The resulting support counts might be:
("Item A", "Item B"): 1, ("Item A", "Item C"): 1, ("Item B", "Item C"): 1


---

### **3. Include All Candidates (Including Zero Support)**
Unlike filtering candidates based on frequent subsets:
- This code includes all candidate 2-itemsets from **C2**.
- Support counts are calculated for all itemsets, even if their support is zero.

---

### **4. Display Results**
- Converts the support counts into a DataFrame for easier visualization.
- Displays the results as an HTML table.

#### Example Output:
| Itemset                  | Support Count |
|--------------------------|---------------|
| Item A & Item B          | 1             |
| Item A & Item C          | 1             |
| Item B & Item C          | 0             |

---

## Purpose:
This step ensures that all candidate 2-itemsets are generated and evaluated, providing a complete view of their support counts, regardless of whether they meet a specific support threshold.

---

## Use Cases:
- Preparing for further pruning of **C2** to generate **L2** based on a minimum support threshold.
- Debugging and analyzing the distribution of 2-itemsets in the dataset.


In [133]:
# Generate Candidate 2-itemsets (C2) using L1
def generate_c2(l1_items):
    c2 = []
    l1_list = list(l1_items.keys())
    for i in range(len(l1_list)):
        for j in range(i + 1, len(l1_list)):
            candidate = tuple(sorted(set([l1_list[i], l1_list[j]])))  # Create 2-itemsets
            if len(candidate) == 2:  # Ensure it is a 2-itemset
                c2.append(candidate)
    return c2

# Check if all subsets of an itemset are frequent
def is_frequent(itemset, l1):
    subsets = combinations(itemset, len(itemset) - 1)
    return all(tuple(sorted(subset)) in l1 for subset in subsets)

# Generate C2 from L1
c2 = generate_c2(l1)

# Filter C2 to retain all candidates regardless of frequent subsets
filtered_c2 = c2  # Include all candidates

# Count support for C2 itemsets in the dataset
def count_support_c2(c2, transactions):
    support_counts = {itemset: 0 for itemset in c2}
    for transaction in transactions:
        for itemset in c2:
            if set(itemset).issubset(transaction):
                support_counts[itemset] += 1
    return support_counts

# Count support for C2
c2_support = count_support_c2(filtered_c2, transactions)

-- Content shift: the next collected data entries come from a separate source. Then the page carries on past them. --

#![allow(dead_code)]

use std::collections::{BTreeMap, HashMap};
use std::sync::Mutex;
use std::sync::atomic::{AtomicU32, Ordering};

use async_trait::async_trait;

use team_operator::config::Config;
use team_operator::error::Error;
use team_operator::reconciler::Context;
use team_operator::store::{ArgoStore, DocumentRef, KeyValueDocument, UserGroup};
use team_operator::team::{ArgoAccess, RoleAccess, Team, TeamSpec};

#[derive(Default, Clone)]
pub struct VersionedDoc {
    pub version: u64,
    pub data: BTreeMap<String, String>,
}

#[derive(Default, Clone)]
pub struct VersionedGroup {
    pub version: u64,
    pub users: Vec<String>,
}

/// A one-shot racing write landed on a config map key right before the next
/// conditional replace, forcing that replace to lose.
pub struct Interloper {
    pub namespace: String,
    pub name: String,
    pub key: String,
    pub line: String,
}

/// In-memory store with the cluster's optimistic-concurrency semantics:
/// every write bumps a version counter, and a conditional write whose token
/// is stale fails with `Conflict`. Documents are never auto-created.
#[derive(Default)]
pub struct FakeStore {
    pub config_maps: Mutex<HashMap<(String, String), VersionedDoc>>,
    pub secrets: Mutex<HashMap<(String, String), VersionedDoc>>,
    pub groups: Mutex<HashMap<String, VersionedGroup>>,
    pub interloper: Mutex<Option<Interloper>>,
    /// Fail this many upcoming conditional replaces, bumping the stored
    /// version each time the way a racing writer would.
    pub fail_replaces: AtomicU32,
    pub replace_calls: AtomicU32,
}

impl FakeStore {
    pub fn seed_config_map(&self, namespace: &str, name: &str, entries: &[(&str, &str)]) {
        let data = entries
            .iter()
            .map(|(k, v)| ((*k).to_owned(), (*v).to_owned()))
            .collect();
        self.config_maps.lock().unwrap().insert(
            (namespace.to_owned(), name.to_owned()),
            VersionedDoc { version: 1, data },
        );
    }

    pub fn seed_secret(&self, namespace: &str, name: &str, entries: &[(&str, &str)]) {
        let data = entries
            .iter()
            .map(|(k, v)| ((*k).to_owned(), (*v).to_owned()))
            .collect();
        self.secrets.lock().unwrap().insert(
            (namespace.to_owned(), name.to_owned()),
            VersionedDoc { version: 1, data },
        );
    }

    pub fn seed_group(&self, name: &str, users: &[&str]) {
        self.groups.lock().unwrap().insert(
            name.to_owned(),
            VersionedGroup {
                version: 1,
                users: users.iter().map(|u| (*u).to_owned()).collect(),
            },
        );
    }

    pub fn config_map_data(&self, namespace: &str, name: &str) -> BTreeMap<String, String> {
        self.config_maps
            .lock()
            .unwrap()
            .get(&(namespace.to_owned(), name.to_owned()))
            .expect("config map not seeded")
            .data
            .clone()
    }

    pub fn secret_data(&self, namespace: &str, name: &str) -> BTreeMap<String, String> {
        self.secrets
            .lock()
            .unwrap()
            .get(&(namespace.to_owned(), name.to_owned()))
            .expect("secret not seeded")
            .data
            .clone()
    }

    pub fn group_users(&self, name: &str) -> Vec<String> {
        self.groups
            .lock()
            .unwrap()
            .get(name)
            .expect("group not seeded")
            .users
            .clone()
    }

    pub fn policy_value(&self, namespace: &str, name: &str, key: &str) -> String {
        self.config_map_data(namespace, name)
            .get(key)
            .cloned()
            .unwrap_or_default()
    }
}

#[async_trait]
impl ArgoStore for FakeStore {
    async fn merge_config_map_keys(
        &self,
        doc: &DocumentRef,
        entries: &BTreeMap<String, String>,
    ) -> Result<(), Error> {
        let mut maps = self.config_maps.lock().unwrap();
        let entry = maps
            .get_mut(&(doc.namespace.clone(), doc.name.clone()))
            .ok_or_else(|| Error::NotFound(format!("config map {doc}")))?;
        entry.data.extend(entries.clone());
        entry.version += 1;
        Ok(())
    }

    async fn merge_secret_keys(
        &self,
        doc: &DocumentRef,
        entries: &BTreeMap<String, String>,
    ) -> Result<(), Error> {
        let mut maps = self.secrets.lock().unwrap();
        let entry = maps
            .get_mut(&(doc.namespace.clone(), doc.name.clone()))
            .ok_or_else(|| Error::NotFound(format!("secret {doc}")))?;
        entry.data.extend(entries.clone());
        entry.version += 1;
        Ok(())
    }

    async fn fetch_config_map(&self, doc: &DocumentRef) -> Result<KeyValueDocument, Error> {
        let maps = self.config_maps.lock().unwrap();
        let entry = maps
            .get(&(doc.namespace.clone(), doc.name.clone()))
            .ok_or_else(|| Error::NotFound(format!("config map {doc}")))?;
        Ok(KeyValueDocument {
            version: Some(entry.version.to_string()),
            data: entry.data.clone(),
        })
    }

    async fn replace_config_map(
        &self,
        doc: &DocumentRef,
        kv: &KeyValueDocument,
    ) -> Result<(), Error> {
        self.replace_calls.fetch_add(1, Ordering::SeqCst);

        let mut maps = self.config_maps.lock().unwrap();
        let entry = maps
            .get_mut(&(doc.namespace.clone(), doc.name.clone()))
            .ok_or_else(|| Error::NotFound(format!("config map {doc}")))?;

        // A racing writer lands between the caller's fetch and this write.
        let interloper = self.interloper.lock().unwrap().take();
        if let Some(i) = interloper
            && i.namespace == doc.namespace
            && i.name == doc.name
        {
            let csv = entry.data.entry(i.key).or_default();
            if csv.is_empty() {
                *csv = i.line;
            } else {
                csv.push('\n');
                csv.push_str(&i.line);
            }
            entry.version += 1;
        }

        if self.fail_replaces.load(Ordering::SeqCst) > 0 {
            self.fail_replaces.fetch_sub(1, Ordering::SeqCst);
            entry.version += 1;
            return Err(Error::Conflict(format!("config map {doc}")));
        }

        if kv.version != Some(entry.version.to_string()) {
            return Err(Error::Conflict(format!("config map {doc}")));
        }

        entry.data = kv.data.clone();
        entry.version += 1;
        Ok(())
    }

    async fn fetch_group(&self, name: &str) -> Result<UserGroup, Error> {
        let groups = self.groups.lock().unwrap();
        let entry = groups
            .get(name)
            .ok_or_else(|| Error::NotFound(format!("group {name}")))?;
        Ok(UserGroup {
            name: name.to_owned(),
            version: Some(entry.version.to_string()),
            users: entry.users.clone(),
        })
    }

    async fn replace_group(&self, group: &UserGroup) -> Result<(), Error> {
        self.replace_calls.fetch_add(1, Ordering::SeqCst);

        let mut groups = self.groups.lock().unwrap();
        let entry = groups
            .get_mut(&group.name)
            .ok_or_else(|| Error::NotFound(format!("group {}", group.name)))?;

        if self.fail_replaces.load(Ordering::SeqCst) > 0 {
            self.fail_replaces.fetch_sub(1, Ordering::SeqCst);
            entry.version += 1;
            return Err(Error::Conflict(format!("group {}", group.name)));
        }

        if group.version != Some(entry.version.to_string()) {
            return Err(Error::Conflict(format!("group {}", group.name)));
        }

        entry.users = group.users.clone();
        entry.version += 1;
        Ok(())
    }
}

// ---------------------------------------------------------------------------
// Fixtures
// ---------------------------------------------------------------------------

/// Config with the production document names but a minimum bcrypt cost so
/// the suite stays fast.
pub fn test_config() -> Config {
    Config {
        argocd_namespace: "argocd".into(),
        identity_config_map: "argocd-cm".into(),
        credential_secret: "argocd-secret".into(),
        rbac_config_map: "argocd-rbac-cm".into(),
        policy_key: "policy.csv".into(),
        hash_cost: 4,
        conflict_retries: 3,
        resync_interval_secs: 3600,
    }
}

/// Store pre-provisioned with the three Argo CD documents, each carrying an
/// unrelated entry so merge isolation is observable.
pub fn seeded_store() -> FakeStore {
    let store = FakeStore::default();
    store.seed_config_map("argocd", "argocd-cm", &[("url", "https://argocd.example.com")]);
    store.seed_secret("argocd", "argocd-secret", &[("server.secretkey", "c2VjcmV0")]);
    store.seed_config_map(
        "argocd",
        "argocd-rbac-cm",
        &[
            ("policy.default", "role:readonly"),
            ("policy.csv", "g,org-admins,role:org-admin"),
        ],
    );
    store
}

pub fn context(store: std::sync::Arc<FakeStore>) -> Context {
    Context {
        store,
        config: test_config(),
    }
}

pub fn team_fixture(name: &str) -> Team {
    Team::new(
        name,
        TeamSpec {
            team_admin: "owner@example.com".into(),
            argo: ArgoAccess {
                admin: RoleAccess {
                    ci_pass: "s3cr3t".into(),
                    users: vec!["alice".into()],
                },
                view: RoleAccess {
                    ci_pass: "v1ewer".into(),
                    users: vec!["bob".into()],
                },
            },
        },
    )
}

# Convert C2 with support counts to DataFrame for display
import pandas as pd
from IPython.display import display, HTML

c2_df = pd.DataFrame({
    "Itemset": [' & '.join(itemset) for itemset in c2_support.keys()],
    "Support Count": list(c2_support.values())
})

# Display C2
print("C2 (Candidate 2-itemsets with Support Counts):")
display(HTML(c2_df.to_html(index=False)))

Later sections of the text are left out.